These operators do not do actual computation. It's recommended that you used them
inside an ``if torch.onnx.is_in_onnx_export`` block.
```{eval-rst}
.. autofunction:: torch.onnx.ops.symbolic
.. autofunction:: torch.onnx.ops.symbolic_multi_out
```
## ONNX Operators
The following operators are implemented as native PyTorch ops and can be exported as
ONNX operators. They can be used natively in an ``nn.Module``.
For example, you can define a module:
```py
class Model(torch.nn.Module):
def forward(
self, input_data, cos_cache_data, sin_cache_data, position_ids_data
):
return torch.onnx.ops.rotary_embedding(
input_data,
cos_cache_data,
sin_cache_data,
position_ids_data,
)
```
and export it to ONNX using:
```py
input_data = torch.rand(2, 3, 4, 8)
position_ids_data = torch.randint(0, 50, (2, 3)).long()
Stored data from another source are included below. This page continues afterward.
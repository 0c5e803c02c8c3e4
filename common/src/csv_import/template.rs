use super::{CsvImportError, CSV_HEADERS};
use csv::Writer;

pub const TEMPLATE_FILE_NAME: &str = "application_import_template.csv";

const EXAMPLE_ROW: [&str; 22] = [
    "scholarship-id-here",
    "Jane",
    "Doe",
    "jane.doe@example.com",
    "555-123-4567",
    "123 Main St",
    "Springfield",
    "IL",
    "62701",
    "2005-04-15",
    "Springfield High School",
    "2027",
    "3.8",
    "Computer Science",
    "high_school",
    "I want to build software that helps rural clinics manage patient records.",
    "My family has three children approaching college at the same time.",
    "I tutor middle school students in maths every weekend.",
    "I have worked hard to balance school, work and family responsibilities.",
    "Part-time cashier, 2 years",
    "Robotics club, varsity soccer",
    "National Merit Commended Scholar",
];

/// The header row plus one example row.
pub fn csv_template() -> Result<String, CsvImportError> {
    let mut writer = Writer::from_writer(Vec::new());
    for record in [CSV_HEADERS, EXAMPLE_ROW] {
        writer
            .write_record(record)
            .map_err(|e| CsvImportError::Write(e.to_string()))?;
    }
    let bytes = writer
        .into_inner()
        .map_err(|e| CsvImportError::Write(e.to_string()))?;
    String::from_utf8(bytes).map_err(|e| CsvImportError::Write(e.to_string()))
}

#[cfg(test)]
mod tests {
    use super::*;
    use crate::csv_import::{parse_csv, transform_row};

    #[test]
    fn template_example_row_imports_cleanly() {
        let template = csv_template().unwrap();
        assert!(template.starts_with("scholarship_id,first_name,last_name,email,"));
        let rows = parse_csv(&template).unwrap();
        assert_eq!(rows.len(), 1);
        let parsed = transform_row(&rows[0], 2026);
        assert!(parsed.is_valid(), "{:?}", parsed.errors);
    }
}
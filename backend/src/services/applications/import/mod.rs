//! Manages CSV bulk import of applications.
//!
//! The import runs the pipeline from `common::csv_import` and finishes it
//! against the database. It integrates with the asynchronous job system
//! (`job_controller`) so the commit does not block the server.
//!
//! The provided routes are:
//! - `POST /api/applications/import/preview`: multipart upload with a `file`
//!   field. The file is stored under its MD5 hash and run through parsing,
//!   validation, duplicate detection and the existing-data check. Nothing is
//!   written; the response lists the rows that would be imported and every
//!   row-level error.
//!
//! - `POST /api/applications/import/start`: takes the `upload_id` returned by
//!   the preview and starts a background job that reruns the checks and
//!   commits the valid rows in batches. Returns the job id immediately.
//!
//! - `GET /api/applications/import/status/{job_id}`: current `JobStatus` of an
//!   import job. `Completed` carries the `ImportResult` as JSON.
//!
//! - `GET /api/applications/import/template`: a CSV with the expected header
//!   row and one example row.

mod get_status;
pub mod pipeline;
mod preview;
mod start;
pub mod store;
mod template;
mod upload;

use crate::error::StoreError;
use actix_web::http::StatusCode;
use actix_web::web::{get, post, scope};
use actix_web::{ResponseError, Scope};
use common::csv_import::CsvImportError;
use thiserror::Error;

const API_PATH: &str = "/import";

#[derive(Debug, Error)]
pub enum ImportError {
    #[error(transparent)]
    Csv(#[from] CsvImportError),
    #[error(transparent)]
    Store(#[from] StoreError),
    #[error("upload could not be stored: {0}")]
    Io(#[from] std::io::Error),
    #[error("upload {0} not found, preview the file again")]
    UploadNotFound(String),
    #[error("upload {0} is already being imported")]
    AlreadyImporting(String),
    #[error("{0}")]
    Upload(String),
    #[error("background task failed: {0}")]
    Task(String),
}

impl ResponseError for ImportError {
    fn status_code(&self) -> StatusCode {
        match self {
            ImportError::Csv(_) | ImportError::Upload(_) => StatusCode::BAD_REQUEST,
            ImportError::UploadNotFound(_) => StatusCode::NOT_FOUND,
            ImportError::AlreadyImporting(_) => StatusCode::CONFLICT,
            ImportError::Store(e) => e.status_code(),
            ImportError::Io(_) | ImportError::Task(_) => StatusCode::INTERNAL_SERVER_ERROR,
        }
    }
}

/// Nested under the applications scope.
pub fn configure_routes() -> Scope {
    scope(API_PATH)
        // Route to validate an upload without writing anything.
        .route("/preview", post().to(preview::process))
        // Route to start committing a previewed upload.
        .route("/start", post().to(start::process))
        // Route to poll an import job.
        .route("/status/{job_id}", get().to(get_status::process))
        // Route to download the CSV template.
        .route("/template", get().to(template::process))
}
sin_cache_data = torch.rand(50, 4)
cos_cache_data = torch.rand(50, 4)
dynamic_shapes = {
"input_data": {0: torch.export.Dim.DYNAMIC},
"cos_cache_data": None,
"sin_cache_data": None,
"position_ids_data": {0: torch.export.Dim.DYNAMIC},
}
onnx_program = torch.onnx.export(
model,
(input_data, cos_cache_data, sin_cache_data, position_ids_data),
dynamic_shapes=dynamic_shapes,
dynamo=True,
opset_version=23,
)
```
Printing the ONNX program will show the ONNX operators used in the graph:
```
<...>
graph(
name=main_graph,
inputs=(
%"input_data"<FLOAT,[s0,3,4,8]>,
%"cos_cache_data"<FLOAT,[50,4]>,
%"sin_cache_data"<FLOAT,[50,4]>,
%"position_ids_data"<INT64,[s0,3]>
),
outputs=(
%"rotary_embedding"<FLOAT,[s0,3,4,8]>
),
) {
0 | # rotary_embedding
%"rotary_embedding"<FLOAT,[s0,3,4,8]> ⬅️ ::RotaryEmbedding(%"input_data", %"cos_cache_data", %"sin_cache_data", %"position_ids_data")
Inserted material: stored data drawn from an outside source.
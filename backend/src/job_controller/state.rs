//! Shared state of long-running background jobs.
//!
//! Jobs, such as the CSV import in `services::applications::import::start`,
//! run outside the request/response cycle:
//! - `JobsState` is cloned into every worker and into the Actix app data.
//! - Workers report progress as `JobUpdate` messages on the MPSC channel.
//! - `start_job_updater` drains the channel into the shared map, which the
//!   status endpoint reads.

use common::jobs::JobStatus;
use std::{collections::HashMap, sync::Arc};
use tokio::sync::{mpsc, RwLock};

/// Capacity of the progress channel.
pub const JOB_CHANNEL_CAPACITY: usize = 100;

#[derive(Clone)]
pub struct JobsState {
    /// Job id to its latest status.
    pub jobs: Arc<RwLock<HashMap<String, JobStatus>>>,
    /// Progress reports from workers. Blocking workers send with `blocking_send`.
    pub tx: mpsc::Sender<JobUpdate>,
}

impl JobsState {
    /// Fresh state plus the receiver to hand to [`start_job_updater`].
    pub fn new() -> (Self, mpsc::Receiver<JobUpdate>) {
        let (tx, rx) = mpsc::channel(JOB_CHANNEL_CAPACITY);
        let state = JobsState {
            jobs: Arc::new(RwLock::new(HashMap::new())),
            tx,
        };
        (state, rx)
    }

    /// Registers a new job as `Pending` and returns its id.
    pub async fn register(&self) -> String {
        let job_id = uuid::Uuid::new_v4().to_string();
        self.jobs.write().await.insert(job_id.clone(), JobStatus::Pending);
        job_id
    }

    /// Records a final status directly, bypassing the channel.
    pub async fn finish(&self, job_id: String, status: JobStatus) {
        self.jobs.write().await.insert(job_id, status);
    }

    pub async fn status(&self, job_id: &str) -> Option<JobStatus> {
        self.jobs.read().await.get(job_id).cloned()
    }
}

#[derive(Debug)]
pub struct JobUpdate {
    pub(crate) job_id: String,
    pub(crate) status: JobStatus,
}

impl JobUpdate {
    pub fn new(job_id: impl Into<String>, status: JobStatus) -> Self {
        Self {
            job_id: job_id.into(),
            status,
        }
    }
}

/// Applies channel updates to the shared map until every sender is dropped.
///
/// Progress that arrives after a job has finished is discarded so a late
/// `InProgress` never hides the final result.
pub async fn start_job_updater(state: JobsState, mut rx: mpsc::Receiver<JobUpdate>) {
    while let Some(update) = rx.recv().await {
        let mut jobs = state.jobs.write().await;
        if jobs.get(&update.job_id).is_some_and(JobStatus::is_finished) {
            continue;
        }
        jobs.insert(update.job_id, update.status);
    }
}

#[cfg(test)]
mod tests {
    use super::*;

    #[actix_web::test]
    async fn late_progress_does_not_override_completion() {
        let (state, rx) = JobsState::new();
        let job_id = state.register().await;
        assert_eq!(state.status(&job_id).await, Some(JobStatus::Pending));

        state.finish(job_id.clone(), JobStatus::Completed("{}".into())).await;
        state
            .tx
            .send(JobUpdate::new(job_id.clone(), JobStatus::InProgress(90)))
            .await
            .unwrap();
        let other = state.register().await;
        state
            .tx
            .send(JobUpdate::new(other.clone(), JobStatus::InProgress(10)))
            .await
            .unwrap();

        // The updater's own sender belongs to another channel so `rx` closes
        // once `state` is dropped.
        let jobs = state.jobs.clone();
        let updater = JobsState {
            jobs: jobs.clone(),
            tx: mpsc::channel(1).0,
        };
        drop(state);
        start_job_updater(updater, rx).await;

        let jobs = jobs.read().await;
        assert_eq!(jobs.get(&job_id), Some(&JobStatus::Completed("{}".into())));
        assert_eq!(jobs.get(&other), Some(&JobStatus::InProgress(10)));
    }
}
return %"rotary_embedding"<FLOAT,[s0,3,4,8]>
}
```
with the corresponding ``ExportedProgram``:
ExportedProgram:
```py
class GraphModule(torch.nn.Module):
def forward(self, input_data: "f32[s0, 3, 4, 8]", cos_cache_data: "f32[50, 4]", sin_cache_data: "f32[50, 4]", position_ids_data: "i64[s0, 3]"):
rotary_embedding: "f32[s0, 3, 4, 8]" = torch.ops.onnx.RotaryEmbedding.opset23(input_data, cos_cache_data, sin_cache_data, position_ids_data); input_data = cos_cache_data = sin_cache_data = position_ids_data = None
return (rotary_embedding,)
```
```{eval-rst}
.. autofunction:: torch.onnx.ops.rotary_embedding
.. autofunction:: torch.onnx.ops.attention
```
## ONNX to ATen Decomposition Table
You can use {func}`torch.onnx.ops.aten_decompositions` to obtain a decomposition table
to decompose ONNX operators defined above to ATen operators.
```py
class Model(torch.nn.Module):
def forward(
self, input_data, cos_cache_data, sin_cache_data, position_ids_data
):
return torch.onnx.ops.rotary_embedding(
input_data,
cos_cache_data,
sin_cache_data,
position_ids_data,
)
model = Model()
ep = torch.export.export(
model,
(input_data, cos_cache_data, sin_cache_data, position_ids_data),
)
# The program can be decomposed into aten ops
ep_decomposed = ep.run_decompositions(torch.onnx.ops.aten_decompositions())
```
```{eval-rst}
.. autofunction:: torch.onnx.ops.aten_decompositions
```